We close with an observation on that point. We looked at the mean Walkscore for parcels in each FLUM category. Now, as you would expect (and hope) all the Node and High-Intensity categories had very high Walkscores. General Residential had a mean Walkscore of 47.8. Medium-Intensity Residential, you would expect to be somewhere in between. The reality: MIR had the lowest mean Walkscore, at 46.8. Strange, but, given the process that produced the map, perhaps not surprising.
Technical Note: Google Maps Distance Matrix
We derive our walking time estimates via Google’s Map Distance Matrix API. Unfortunately, the cost per element for calls against this API is not negligible.
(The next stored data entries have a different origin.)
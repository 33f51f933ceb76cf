//! # Extração de Features por Marcadores
//!
//! Converte os estados ocultos do encoder em um vetor de features por span
//! candidato. O span do slot `i` é representado pela concatenação do estado
//! oculto do seu marcador de início com o do seu marcador de fim:
//!
//! ```text
//! hidden: batch × L × H
//!
//!   start_idx = L - 2M        end_idx = start_idx + M
//!   inícios   = hidden[:, start_idx..end_idx]     (batch × M × H)
//!   fins      = hidden[:, end_idx..]              (batch × M × H)
//!
//! features = concat(inícios, fins, eixo=-1)       (batch × M × 2H)
//! ```
//!
//! Nenhuma reordenação acontece aqui: o slot `i` corresponde ao `i`-ésimo span
//! atribuído pelo tokenizador. Slots de padding também passam adiante e são
//! descartados na decodificação.

use ndarray::{concatenate, s, Array3, Axis};

use crate::error::Result;
use crate::layout::MarkerLayout;

/// Vetores de features `batch × M × 2H` a partir dos estados ocultos `batch × L × H`.
///
/// Retorna erro de formato se `L < 2M`.
pub fn extract_marker_features(hidden: &Array3<f32>, layout: &MarkerLayout) -> Result<Array3<f32>> {
    let seq_len = hidden.len_of(Axis(1));
    let starts = layout.start_block(seq_len)?;
    let ends = layout.end_block(seq_len)?;

    let start_states = hidden.slice(s![.., starts, ..]);
    let end_states = hidden.slice(s![.., ends, ..]);
    Ok(concatenate(Axis(2), &[start_states, end_states])?)
}

#[cfg(test)]
mod tests {
    use super::*;
    use crate::error::SpanError;

    /// hidden[b, p, d] = 100·b + 10·p + d
    fn numbered(batch: usize, seq_len: usize, hidden: usize) -> Array3<f32> {
        Array3::from_shape_fn((batch, seq_len, hidden), |(b, p, d)| {
            (100 * b + 10 * p + d) as f32
        })
    }

    #[test]
    fn test_concatenates_start_and_end_markers() {
        let layout = MarkerLayout::new(2).unwrap();
        // L = 6: contexto 0..2, inícios 2..4, fins 4..6
        let hidden = numbered(1, 6, 2);
        let features = extract_marker_features(&hidden, &layout).unwrap();

        assert_eq!(features.dim(), (1, 2, 4));
        assert_eq!(features.slice(s![0, 0, ..]).to_vec(), vec![20.0, 21.0, 40.0, 41.0]);
        assert_eq!(features.slice(s![0, 1, ..]).to_vec(), vec![30.0, 31.0, 50.0, 51.0]);
    }

    #[test]
    fn test_batch_rows_are_independent() {
        let layout = MarkerLayout::new(1).unwrap();
        let hidden = numbered(2, 3, 1);
        let features = extract_marker_features(&hidden, &layout).unwrap();
        assert_eq!(features.dim(), (2, 1, 2));
        assert_eq!(features.slice(s![1, 0, ..]).to_vec(), vec![110.0, 120.0]);
    }

    #[test]
    fn test_sequence_shorter_than_markers_fails() {
        let layout = MarkerLayout::new(3).unwrap();
        let hidden = numbered(1, 5, 2);
        assert!(matches!(
            extract_marker_features(&hidden, &layout),
            Err(SpanError::Shape(_))
        ));
    }
}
To get a walking distance from every parcel in Charlottesville vs 18 destinations (18 grocery stores) would represent over 300,000 elements, which would involve a cost of over $1,000. While some FLUM proponents seem to think that critics of the FLUM can just dip into the Scrooge McDuck pool of gold coins each one of us has in the basement of his or her mansion, we were not in a position to spend that kind of money on this analysis. After all, nobody paid us $1,000,000 to “Plan Together”, and sadly, the folks the city did pay that money to seem to have spent it on… something or other, but not this kind of analysis (heck, one PC Commissioner appears to have done more hard-core analysis that the whole consultant team, though not, to our knowledge, on this particular question). Therefore, we had to take a shortcut. We cut down on the number of calls by attempting to pre-select the likely closest grocery store to each plot. We did this by using our linear distance calculation for each plot/grocery pair to find the closest grocery by linear distance. We believe that in most cases, this will be the closest grocery by walking distance, too. However, we recognize that won’t always be the case. Therefore, we think the walking distance/time numbers we got are reasonably good, but possibly exaggerated for certain plots, where the closest grocery by linear distance is actually a longer walk due to dead-ends, rivers/creeks, or other natural barriers that force a roundabout walking route. Moreover, we think that Google Maps’ assumed walk speed , at 3 km per hour, is too slow. We have noticed anecdotally that we are able to walk routes in 20-30% less time than Google Maps predicts. Therefore, all things considered, the walk times in this analysis are highly conservative.